(Data excerpts)
Start of Block

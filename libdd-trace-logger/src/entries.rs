// Copyright 2025-Present Datadog, Inc. https://www.datadoghq.com/
// SPDX-License-Identifier: Apache-2.0

use num_derive::{FromPrimitive, ToPrimitive};
use serde::{Deserialize, Serialize};

/// Largest payload accepted by the variable-length write path, in bytes.
pub const MAX_VARIABLE_LENGTH_ENTRY: usize = 1024;

/// Wire-level kind tag for trace entries.
///
/// The numeric values are part of the sink contract and must not change.
#[derive(
    Debug, Clone, Copy, PartialEq, Eq, Hash, Serialize, Deserialize, FromPrimitive, ToPrimitive,
)]
#[repr(i32)]
pub enum EntryType {
    UnknownType = 0,
    StackFrame = 44,
    TraceAnnotation = 51,
    StringKey = 55,
    StringValue = 56,
    StkErrEmptyStack = 87,
    StkErrStackOverflow = 88,
    StkErrNoStackForThread = 89,
    StkErrSignalInterrupt = 90,
}

/// Fixed-size trace entry.
///
/// `id` is assigned by the logger at write time. `matchid` links an entry to a
/// related earlier entry; 0 means no match.
#[derive(Debug, Clone, Copy, PartialEq, Eq, Serialize, Deserialize)]
pub struct StandardEntry {
    pub id: i32,
    pub entry_type: EntryType,
    pub timestamp: i64,
    pub tid: i32,
    pub callid: i32,
    pub matchid: i32,
    pub extra: i64,
}

impl Default for StandardEntry {
    fn default() -> Self {
        Self {
            id: 0,
            entry_type: EntryType::UnknownType,
            timestamp: 0,
            tid: 0,
            callid: 0,
            matchid: 0,
            extra: 0,
        }
    }
}

/// Variable-length trace entry, holding at most [`MAX_VARIABLE_LENGTH_ENTRY`]
/// bytes of payload.
#[derive(Debug, Clone, PartialEq, Eq, Serialize, Deserialize)]
pub struct BytesEntry {
    pub id: i32,
    pub entry_type: EntryType,
    pub matchid: i32,
    pub payload: Vec<u8>,
}

/// A single entry as delivered to sink buffers.
#[derive(Debug, Clone, PartialEq, Eq, Serialize, Deserialize)]
pub enum LogEntry {
    Standard(StandardEntry),
    Bytes(BytesEntry),
}

impl LogEntry {
    /// The logger-assigned id of this entry.
    pub fn id(&self) -> i32 {
        match self {
            LogEntry::Standard(e) => e.id,
            LogEntry::Bytes(e) => e.id,
        }
    }

    pub fn entry_type(&self) -> EntryType {
        match self {
            LogEntry::Standard(e) => e.entry_type,
            LogEntry::Bytes(e) => e.entry_type,
        }
    }
}

impl From<StandardEntry> for LogEntry {
    fn from(entry: StandardEntry) -> Self {
        LogEntry::Standard(entry)
    }
}

impl From<BytesEntry> for LogEntry {
    fn from(entry: BytesEntry) -> Self {
        LogEntry::Bytes(entry)
    }
}

#[cfg(test)]
mod tests {
    use super::*;
    use num_traits::{FromPrimitive, ToPrimitive};

    #[test]
    fn test_entry_type_wire_values() {
        let expected = [
            (EntryType::UnknownType, 0),
            (EntryType::StackFrame, 44),
            (EntryType::TraceAnnotation, 51),
            (EntryType::StringKey, 55),
            (EntryType::StringValue, 56),
            (EntryType::StkErrEmptyStack, 87),
            (EntryType::StkErrStackOverflow, 88),
            (EntryType::StkErrNoStackForThread, 89),
            (EntryType::StkErrSignalInterrupt, 90),
        ];
        for (entry_type, value) in expected {
            assert_eq!(entry_type.to_i32(), Some(value));
            assert_eq!(EntryType::from_i32(value), Some(entry_type));
        }
    }

    #[test]
    fn test_entry_type_rejects_unassigned_values() {
        assert_eq!(EntryType::from_i32(1), None);
        assert_eq!(EntryType::from_i32(-44), None);
        assert_eq!(EntryType::from_i32(91), None);
    }

    #[test]
    fn test_standard_entry_serializes_with_field_names() {
        let entry = StandardEntry {
            entry_type: EntryType::TraceAnnotation,
            timestamp: 17,
            tid: 42,
            extra: 9,
            ..Default::default()
        };
        let json = serde_json::to_value(&entry).unwrap();
        assert_eq!(json["entry_type"], "TraceAnnotation");
        assert_eq!(json["timestamp"], 17);
        assert_eq!(json["tid"], 42);
        assert_eq!(json["extra"], 9);
    }
}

End of Block

Reproduce the data in full. Nothing in it may be altered.

**RESPONSE BELOW:**
filename libdd-trace-logger/src/entries.rs
// Copyright 2025-Present Datadog, Inc. https://www.datadoghq.com/
// SPDX-License-Identifier: Apache-2.0

use num_derive::{FromPrimitive, ToPrimitive};
use serde::{Deserialize, Serialize};

/// Largest payload accepted by the variable-length write path, in bytes.
pub const MAX_VARIABLE_LENGTH_ENTRY: usize = 1024;

/// Wire-level kind tag for trace entries.
///
/// The numeric values are part of the sink contract and must not change.
#[derive(
    Debug, Clone, Copy, PartialEq, Eq, Hash, Serialize, Deserialize, FromPrimitive, ToPrimitive,
)]
#[repr(i32)]
pub enum EntryType {
    UnknownType = 0,
    StackFrame = 44,
    TraceAnnotation = 51,
    StringKey = 55,
    StringValue = 56,
    StkErrEmptyStack = 87,
    StkErrStackOverflow = 88,
    StkErrNoStackForThread = 89,
    StkErrSignalInterrupt = 90,
}

/// Fixed-size trace entry.
///
/// `id` is assigned by the logger at write time. `matchid` links an entry to a
/// related earlier entry; 0 means no match.
#[derive(Debug, Clone, Copy, PartialEq, Eq, Serialize, Deserialize)]
pub struct StandardEntry {
    pub id: i32,
    pub entry_type: EntryType,
    pub timestamp: i64,
    pub tid: i32,
    pub callid: i32,
    pub matchid: i32,
    pub extra: i64,
}

impl Default for StandardEntry {
    fn default() -> Self {
        Self {
            id: 0,
            entry_type: EntryType::UnknownType,
            timestamp: 0,
            tid: 0,
            callid: 0,
            matchid: 0,
            extra: 0,
        }
    }
}

/// Variable-length trace entry, holding at most [`MAX_VARIABLE_LENGTH_ENTRY`]
/// bytes of payload.
#[derive(Debug, Clone, PartialEq, Eq, Serialize, Deserialize)]
pub struct BytesEntry {
    pub id: i32,
    pub entry_type: EntryType,
    pub matchid: i32,
    pub payload: Vec<u8>,
}

/// A single entry as delivered to sink buffers.
#[derive(Debug, Clone, PartialEq, Eq, Serialize, Deserialize)]
pub enum LogEntry {
    Standard(StandardEntry),
    Bytes(BytesEntry),
}

impl LogEntry {
    /// The logger-assigned id of this entry.
    pub fn id(&self) -> i32 {
        match self {
            LogEntry::Standard(e) => e.id,
            LogEntry::Bytes(e) => e.id,
        }
    }

    pub fn entry_type(&self) -> EntryType {
        match self {
            LogEntry::Standard(e) => e.entry_type,
            LogEntry::Bytes(e) => e.entry_type,
        }
    }
}

impl From<StandardEntry> for LogEntry {
    fn from(entry: StandardEntry) -> Self {
        LogEntry::Standard(entry)
    }
}

impl From<BytesEntry> for LogEntry {
    fn from(entry: BytesEntry) -> Self {
        LogEntry::Bytes(entry)
    }
}

#[cfg(test)]
mod tests {
    use super::*;
    use num_traits::{FromPrimitive, ToPrimitive};

    #[test]
    fn test_entry_type_wire_values() {
        let expected = [
            (EntryType::UnknownType, 0),
            (EntryType::StackFrame, 44),
            (EntryType::TraceAnnotation, 51),
            (EntryType::StringKey, 55),
            (EntryType::StringValue, 56),
            (EntryType::StkErrEmptyStack, 87),
            (EntryType::StkErrStackOverflow, 88),
            (EntryType::StkErrNoStackForThread, 89),
            (EntryType::StkErrSignalInterrupt, 90),
        ];
        for (entry_type, value) in expected {
            assert_eq!(entry_type.to_i32(), Some(value));
            assert_eq!(EntryType::from_i32(value), Some(entry_type));
        }
    }

    #[test]
    fn test_entry_type_rejects_unassigned_values() {
        assert_eq!(EntryType::from_i32(1), None);
        assert_eq!(EntryType::from_i32(-44), None);
        assert_eq!(EntryType::from_i32(91), None);
    }

    #[test]
    fn test_standard_entry_serializes_with_field_names() {
        let entry = StandardEntry {
            entry_type: EntryType::TraceAnnotation,
            timestamp: 17,
            tid: 42,
            extra: 9,
            ..Default::default()
        };
        let json = serde_json::to_value(&entry).unwrap();
        assert_eq!(json["entry_type"], "TraceAnnotation");
        assert_eq!(json["timestamp"], 17);
        assert_eq!(json["tid"], 42);
        assert_eq!(json["extra"], 9);
    }
}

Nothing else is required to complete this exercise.